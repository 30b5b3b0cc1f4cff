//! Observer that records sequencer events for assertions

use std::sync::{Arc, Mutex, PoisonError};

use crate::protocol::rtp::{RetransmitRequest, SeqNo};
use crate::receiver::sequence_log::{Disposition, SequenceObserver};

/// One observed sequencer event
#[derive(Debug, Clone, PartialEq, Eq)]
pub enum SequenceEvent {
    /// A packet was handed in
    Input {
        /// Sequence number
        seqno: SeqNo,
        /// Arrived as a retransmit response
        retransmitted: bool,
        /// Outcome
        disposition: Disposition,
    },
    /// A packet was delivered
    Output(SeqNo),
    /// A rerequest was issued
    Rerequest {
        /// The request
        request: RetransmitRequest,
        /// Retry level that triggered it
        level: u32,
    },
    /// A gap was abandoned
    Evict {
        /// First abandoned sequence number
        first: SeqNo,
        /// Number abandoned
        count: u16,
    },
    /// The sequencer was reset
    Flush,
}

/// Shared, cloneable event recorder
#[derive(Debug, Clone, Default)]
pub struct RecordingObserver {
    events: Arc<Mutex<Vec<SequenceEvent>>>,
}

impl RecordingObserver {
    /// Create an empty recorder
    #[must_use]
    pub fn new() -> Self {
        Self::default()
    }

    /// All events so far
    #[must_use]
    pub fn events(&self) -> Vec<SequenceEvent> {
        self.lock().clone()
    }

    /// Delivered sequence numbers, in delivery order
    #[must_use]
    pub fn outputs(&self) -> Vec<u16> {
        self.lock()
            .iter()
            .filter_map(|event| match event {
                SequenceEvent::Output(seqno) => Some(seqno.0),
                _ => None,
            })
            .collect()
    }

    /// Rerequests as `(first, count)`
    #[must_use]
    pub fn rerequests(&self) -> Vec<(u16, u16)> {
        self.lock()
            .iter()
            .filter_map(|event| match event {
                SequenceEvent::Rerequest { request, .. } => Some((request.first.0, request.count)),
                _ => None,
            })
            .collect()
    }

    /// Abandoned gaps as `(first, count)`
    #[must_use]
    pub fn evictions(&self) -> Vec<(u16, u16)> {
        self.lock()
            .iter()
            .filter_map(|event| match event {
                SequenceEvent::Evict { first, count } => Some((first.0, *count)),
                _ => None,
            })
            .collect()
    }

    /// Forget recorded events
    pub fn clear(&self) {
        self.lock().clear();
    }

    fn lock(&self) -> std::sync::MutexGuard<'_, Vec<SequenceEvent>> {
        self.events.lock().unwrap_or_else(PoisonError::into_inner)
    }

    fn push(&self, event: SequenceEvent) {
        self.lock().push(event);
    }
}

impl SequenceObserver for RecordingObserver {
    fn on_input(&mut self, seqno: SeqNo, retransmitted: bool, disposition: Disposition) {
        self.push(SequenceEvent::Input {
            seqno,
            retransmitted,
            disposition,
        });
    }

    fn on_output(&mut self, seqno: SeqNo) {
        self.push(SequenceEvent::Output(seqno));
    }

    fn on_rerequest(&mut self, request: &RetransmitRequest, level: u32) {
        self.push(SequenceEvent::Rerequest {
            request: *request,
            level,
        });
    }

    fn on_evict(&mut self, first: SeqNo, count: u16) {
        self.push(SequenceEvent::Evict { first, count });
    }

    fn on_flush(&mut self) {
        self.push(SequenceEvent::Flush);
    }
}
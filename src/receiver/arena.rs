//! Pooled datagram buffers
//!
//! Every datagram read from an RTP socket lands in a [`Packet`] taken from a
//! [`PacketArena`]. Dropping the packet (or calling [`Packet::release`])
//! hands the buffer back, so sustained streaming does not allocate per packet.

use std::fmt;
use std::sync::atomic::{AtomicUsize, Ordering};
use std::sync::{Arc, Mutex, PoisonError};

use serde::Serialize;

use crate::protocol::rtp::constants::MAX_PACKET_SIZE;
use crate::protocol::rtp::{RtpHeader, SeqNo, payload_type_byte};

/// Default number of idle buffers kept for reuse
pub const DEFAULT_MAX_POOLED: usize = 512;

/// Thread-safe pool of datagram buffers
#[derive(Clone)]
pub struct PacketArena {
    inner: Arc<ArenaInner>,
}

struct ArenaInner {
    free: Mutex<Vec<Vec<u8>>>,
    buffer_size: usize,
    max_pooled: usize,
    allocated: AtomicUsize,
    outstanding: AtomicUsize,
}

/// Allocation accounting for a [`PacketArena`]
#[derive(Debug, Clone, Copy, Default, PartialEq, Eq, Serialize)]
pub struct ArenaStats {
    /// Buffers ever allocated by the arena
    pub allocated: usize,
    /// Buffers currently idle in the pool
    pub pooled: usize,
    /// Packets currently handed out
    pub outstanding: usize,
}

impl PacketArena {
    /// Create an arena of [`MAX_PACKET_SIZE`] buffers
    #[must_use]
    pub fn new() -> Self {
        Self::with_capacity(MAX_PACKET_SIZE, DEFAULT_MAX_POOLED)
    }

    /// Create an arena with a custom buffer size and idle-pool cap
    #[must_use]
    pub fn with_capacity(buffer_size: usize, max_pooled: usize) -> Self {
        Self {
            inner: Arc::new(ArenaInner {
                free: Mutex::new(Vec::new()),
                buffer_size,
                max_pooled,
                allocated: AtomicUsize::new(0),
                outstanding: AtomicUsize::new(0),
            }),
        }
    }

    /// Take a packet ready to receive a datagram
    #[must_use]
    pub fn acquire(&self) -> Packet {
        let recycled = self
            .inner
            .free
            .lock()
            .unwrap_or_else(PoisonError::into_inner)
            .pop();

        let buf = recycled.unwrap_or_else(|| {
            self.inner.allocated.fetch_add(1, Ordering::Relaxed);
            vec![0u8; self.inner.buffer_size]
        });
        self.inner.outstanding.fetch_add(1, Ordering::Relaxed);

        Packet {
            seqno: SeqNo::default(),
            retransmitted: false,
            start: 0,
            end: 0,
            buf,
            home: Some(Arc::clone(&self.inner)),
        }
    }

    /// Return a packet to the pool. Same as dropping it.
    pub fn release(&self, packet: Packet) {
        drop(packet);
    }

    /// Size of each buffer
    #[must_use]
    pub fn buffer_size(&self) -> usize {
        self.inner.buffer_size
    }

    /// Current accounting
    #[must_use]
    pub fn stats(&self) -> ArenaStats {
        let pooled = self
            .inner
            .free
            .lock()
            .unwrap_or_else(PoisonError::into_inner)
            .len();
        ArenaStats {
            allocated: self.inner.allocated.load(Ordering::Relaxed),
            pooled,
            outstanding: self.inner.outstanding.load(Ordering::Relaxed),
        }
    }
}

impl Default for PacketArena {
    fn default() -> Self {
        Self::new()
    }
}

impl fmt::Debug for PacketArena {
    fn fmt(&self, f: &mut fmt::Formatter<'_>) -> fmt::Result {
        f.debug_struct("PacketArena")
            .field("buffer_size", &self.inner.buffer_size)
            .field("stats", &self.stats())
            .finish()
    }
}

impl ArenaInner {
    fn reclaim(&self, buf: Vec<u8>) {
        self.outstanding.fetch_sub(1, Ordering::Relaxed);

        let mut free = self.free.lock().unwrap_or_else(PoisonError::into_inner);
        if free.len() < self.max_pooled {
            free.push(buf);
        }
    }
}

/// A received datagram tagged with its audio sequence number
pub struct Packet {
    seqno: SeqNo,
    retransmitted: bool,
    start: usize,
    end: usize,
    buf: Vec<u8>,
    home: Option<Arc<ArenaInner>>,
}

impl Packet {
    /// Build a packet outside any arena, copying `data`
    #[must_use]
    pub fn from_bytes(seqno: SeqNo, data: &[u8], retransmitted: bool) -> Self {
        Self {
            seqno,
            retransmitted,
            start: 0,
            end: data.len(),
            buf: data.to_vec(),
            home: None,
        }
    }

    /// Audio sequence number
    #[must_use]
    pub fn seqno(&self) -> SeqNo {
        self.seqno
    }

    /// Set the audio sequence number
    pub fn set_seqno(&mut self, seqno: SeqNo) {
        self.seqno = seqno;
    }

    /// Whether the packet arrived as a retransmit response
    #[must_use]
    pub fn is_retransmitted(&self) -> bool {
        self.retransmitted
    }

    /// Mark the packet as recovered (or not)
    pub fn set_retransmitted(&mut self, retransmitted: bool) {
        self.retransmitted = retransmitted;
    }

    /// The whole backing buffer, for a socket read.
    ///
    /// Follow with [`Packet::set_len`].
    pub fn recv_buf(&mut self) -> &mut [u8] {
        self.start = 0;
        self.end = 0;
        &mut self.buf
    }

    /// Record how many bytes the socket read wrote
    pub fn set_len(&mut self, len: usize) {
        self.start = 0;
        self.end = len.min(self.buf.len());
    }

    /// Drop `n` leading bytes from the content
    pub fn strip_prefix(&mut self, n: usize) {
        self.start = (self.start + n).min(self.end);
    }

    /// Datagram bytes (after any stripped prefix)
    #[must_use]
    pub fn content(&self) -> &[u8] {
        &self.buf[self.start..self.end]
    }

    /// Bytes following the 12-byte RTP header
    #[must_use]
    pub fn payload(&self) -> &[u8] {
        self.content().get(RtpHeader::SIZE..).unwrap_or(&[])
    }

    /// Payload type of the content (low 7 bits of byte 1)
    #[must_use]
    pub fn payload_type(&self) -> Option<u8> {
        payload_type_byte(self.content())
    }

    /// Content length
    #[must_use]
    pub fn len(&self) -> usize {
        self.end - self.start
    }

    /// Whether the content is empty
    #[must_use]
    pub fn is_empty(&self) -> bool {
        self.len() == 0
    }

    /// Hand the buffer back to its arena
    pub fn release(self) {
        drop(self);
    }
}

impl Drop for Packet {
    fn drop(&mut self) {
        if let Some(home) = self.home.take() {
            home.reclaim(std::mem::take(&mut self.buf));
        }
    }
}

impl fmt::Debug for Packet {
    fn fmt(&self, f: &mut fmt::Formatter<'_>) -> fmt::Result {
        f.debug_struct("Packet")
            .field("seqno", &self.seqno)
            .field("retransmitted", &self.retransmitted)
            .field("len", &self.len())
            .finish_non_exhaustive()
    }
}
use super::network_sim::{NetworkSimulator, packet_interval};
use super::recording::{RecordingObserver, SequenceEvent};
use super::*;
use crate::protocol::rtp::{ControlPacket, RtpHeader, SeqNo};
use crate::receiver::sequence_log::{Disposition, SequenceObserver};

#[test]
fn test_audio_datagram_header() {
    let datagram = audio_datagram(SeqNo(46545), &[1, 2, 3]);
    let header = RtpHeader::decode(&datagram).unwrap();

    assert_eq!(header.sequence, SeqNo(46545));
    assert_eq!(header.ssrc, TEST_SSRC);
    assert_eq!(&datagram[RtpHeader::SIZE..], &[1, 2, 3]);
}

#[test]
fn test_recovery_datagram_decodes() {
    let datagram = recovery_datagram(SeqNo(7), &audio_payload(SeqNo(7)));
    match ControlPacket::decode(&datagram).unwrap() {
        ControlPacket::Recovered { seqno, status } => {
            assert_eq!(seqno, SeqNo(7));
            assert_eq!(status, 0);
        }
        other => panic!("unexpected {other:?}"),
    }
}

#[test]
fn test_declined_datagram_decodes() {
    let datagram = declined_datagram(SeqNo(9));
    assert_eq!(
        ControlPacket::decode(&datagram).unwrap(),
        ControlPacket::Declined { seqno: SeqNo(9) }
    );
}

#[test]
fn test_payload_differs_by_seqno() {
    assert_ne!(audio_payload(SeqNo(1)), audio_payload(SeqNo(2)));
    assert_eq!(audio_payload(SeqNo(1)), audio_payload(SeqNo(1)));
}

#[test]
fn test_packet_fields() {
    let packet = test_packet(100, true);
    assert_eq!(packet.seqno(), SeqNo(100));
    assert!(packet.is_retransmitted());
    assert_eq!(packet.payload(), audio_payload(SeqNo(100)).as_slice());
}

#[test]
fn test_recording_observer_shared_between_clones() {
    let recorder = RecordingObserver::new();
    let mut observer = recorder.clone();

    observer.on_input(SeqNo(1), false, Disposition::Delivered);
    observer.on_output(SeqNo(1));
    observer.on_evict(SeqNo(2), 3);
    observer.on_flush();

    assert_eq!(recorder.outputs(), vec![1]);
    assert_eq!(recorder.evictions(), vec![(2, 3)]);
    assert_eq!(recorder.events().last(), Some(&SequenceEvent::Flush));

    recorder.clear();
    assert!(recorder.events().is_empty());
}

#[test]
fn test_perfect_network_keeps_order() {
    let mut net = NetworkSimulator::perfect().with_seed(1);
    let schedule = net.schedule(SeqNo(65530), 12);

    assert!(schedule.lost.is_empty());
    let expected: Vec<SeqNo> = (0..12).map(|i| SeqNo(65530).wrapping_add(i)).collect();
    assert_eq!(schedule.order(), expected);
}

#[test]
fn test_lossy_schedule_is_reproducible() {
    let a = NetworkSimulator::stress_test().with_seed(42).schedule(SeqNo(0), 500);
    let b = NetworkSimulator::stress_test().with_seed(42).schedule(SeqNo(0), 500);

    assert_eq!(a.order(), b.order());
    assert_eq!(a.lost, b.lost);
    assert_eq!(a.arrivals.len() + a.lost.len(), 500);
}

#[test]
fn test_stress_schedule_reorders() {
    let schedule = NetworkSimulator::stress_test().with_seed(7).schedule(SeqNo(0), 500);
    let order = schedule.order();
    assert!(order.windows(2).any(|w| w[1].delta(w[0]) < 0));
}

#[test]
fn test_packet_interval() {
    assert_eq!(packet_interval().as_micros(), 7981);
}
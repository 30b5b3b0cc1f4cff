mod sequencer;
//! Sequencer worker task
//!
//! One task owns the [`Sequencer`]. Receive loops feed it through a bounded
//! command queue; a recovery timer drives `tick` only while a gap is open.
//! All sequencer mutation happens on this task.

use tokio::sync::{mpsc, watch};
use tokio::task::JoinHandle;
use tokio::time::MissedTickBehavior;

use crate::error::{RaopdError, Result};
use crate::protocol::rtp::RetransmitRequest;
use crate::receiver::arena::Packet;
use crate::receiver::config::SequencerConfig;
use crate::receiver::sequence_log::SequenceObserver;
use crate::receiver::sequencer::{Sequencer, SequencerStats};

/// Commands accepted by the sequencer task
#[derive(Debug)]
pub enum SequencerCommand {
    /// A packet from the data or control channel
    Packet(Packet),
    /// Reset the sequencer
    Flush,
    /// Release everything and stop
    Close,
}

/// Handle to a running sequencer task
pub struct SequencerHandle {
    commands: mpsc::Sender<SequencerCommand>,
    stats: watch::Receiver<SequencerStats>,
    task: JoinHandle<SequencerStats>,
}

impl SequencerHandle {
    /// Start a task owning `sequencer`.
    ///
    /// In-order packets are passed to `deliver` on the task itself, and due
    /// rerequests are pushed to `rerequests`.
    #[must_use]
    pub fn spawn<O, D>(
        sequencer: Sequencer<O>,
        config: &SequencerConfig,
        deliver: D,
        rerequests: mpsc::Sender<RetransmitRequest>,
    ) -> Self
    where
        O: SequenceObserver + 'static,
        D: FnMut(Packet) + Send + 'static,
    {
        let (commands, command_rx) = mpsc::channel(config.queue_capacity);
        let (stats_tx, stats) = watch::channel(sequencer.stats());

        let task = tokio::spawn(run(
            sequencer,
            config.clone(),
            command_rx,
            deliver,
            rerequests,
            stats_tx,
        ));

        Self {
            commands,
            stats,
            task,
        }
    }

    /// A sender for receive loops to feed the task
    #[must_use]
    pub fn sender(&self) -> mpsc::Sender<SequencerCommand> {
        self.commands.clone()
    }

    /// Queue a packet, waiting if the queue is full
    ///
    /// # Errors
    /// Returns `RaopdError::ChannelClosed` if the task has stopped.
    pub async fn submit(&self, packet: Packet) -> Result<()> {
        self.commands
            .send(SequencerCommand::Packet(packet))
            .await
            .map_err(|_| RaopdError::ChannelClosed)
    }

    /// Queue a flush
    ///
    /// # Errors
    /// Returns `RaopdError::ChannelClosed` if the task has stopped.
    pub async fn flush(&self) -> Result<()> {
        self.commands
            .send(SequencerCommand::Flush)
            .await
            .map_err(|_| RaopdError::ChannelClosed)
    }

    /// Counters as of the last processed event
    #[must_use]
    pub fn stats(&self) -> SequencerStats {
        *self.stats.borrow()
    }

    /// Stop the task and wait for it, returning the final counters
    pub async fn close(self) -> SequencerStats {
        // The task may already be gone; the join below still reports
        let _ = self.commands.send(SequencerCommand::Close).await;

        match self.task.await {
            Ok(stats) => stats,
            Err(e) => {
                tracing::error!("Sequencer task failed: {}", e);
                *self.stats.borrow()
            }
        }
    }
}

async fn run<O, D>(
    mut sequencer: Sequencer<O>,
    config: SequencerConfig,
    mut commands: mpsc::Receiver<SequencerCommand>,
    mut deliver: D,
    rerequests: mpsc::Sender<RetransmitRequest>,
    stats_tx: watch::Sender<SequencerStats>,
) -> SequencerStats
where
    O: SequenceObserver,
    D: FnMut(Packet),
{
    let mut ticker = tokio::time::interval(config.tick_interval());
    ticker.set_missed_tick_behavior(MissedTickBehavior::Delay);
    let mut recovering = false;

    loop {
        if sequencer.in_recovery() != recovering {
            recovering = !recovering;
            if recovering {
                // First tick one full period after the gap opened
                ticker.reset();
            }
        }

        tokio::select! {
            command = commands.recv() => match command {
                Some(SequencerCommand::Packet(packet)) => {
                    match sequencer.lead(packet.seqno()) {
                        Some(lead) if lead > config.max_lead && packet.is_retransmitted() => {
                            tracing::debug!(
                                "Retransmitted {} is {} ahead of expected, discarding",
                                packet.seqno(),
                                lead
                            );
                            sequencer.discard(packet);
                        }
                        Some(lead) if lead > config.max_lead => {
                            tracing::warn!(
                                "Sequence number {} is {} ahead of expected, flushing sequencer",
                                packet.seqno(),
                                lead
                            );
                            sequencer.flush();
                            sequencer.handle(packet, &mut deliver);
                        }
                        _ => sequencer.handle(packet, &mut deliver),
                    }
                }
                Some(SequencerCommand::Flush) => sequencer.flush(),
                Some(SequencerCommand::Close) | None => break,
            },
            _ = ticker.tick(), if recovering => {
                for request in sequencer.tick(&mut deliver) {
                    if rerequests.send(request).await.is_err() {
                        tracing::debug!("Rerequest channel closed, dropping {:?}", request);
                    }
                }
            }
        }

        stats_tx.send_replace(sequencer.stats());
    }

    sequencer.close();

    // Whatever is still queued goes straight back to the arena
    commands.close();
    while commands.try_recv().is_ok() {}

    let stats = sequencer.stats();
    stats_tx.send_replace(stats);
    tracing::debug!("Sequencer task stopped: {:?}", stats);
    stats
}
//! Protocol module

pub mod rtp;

—————

What you need to do
Among the entries above, how many lines hold the string "RetransmitRequest"? Answer with the bare number.

Answer for this exercise
6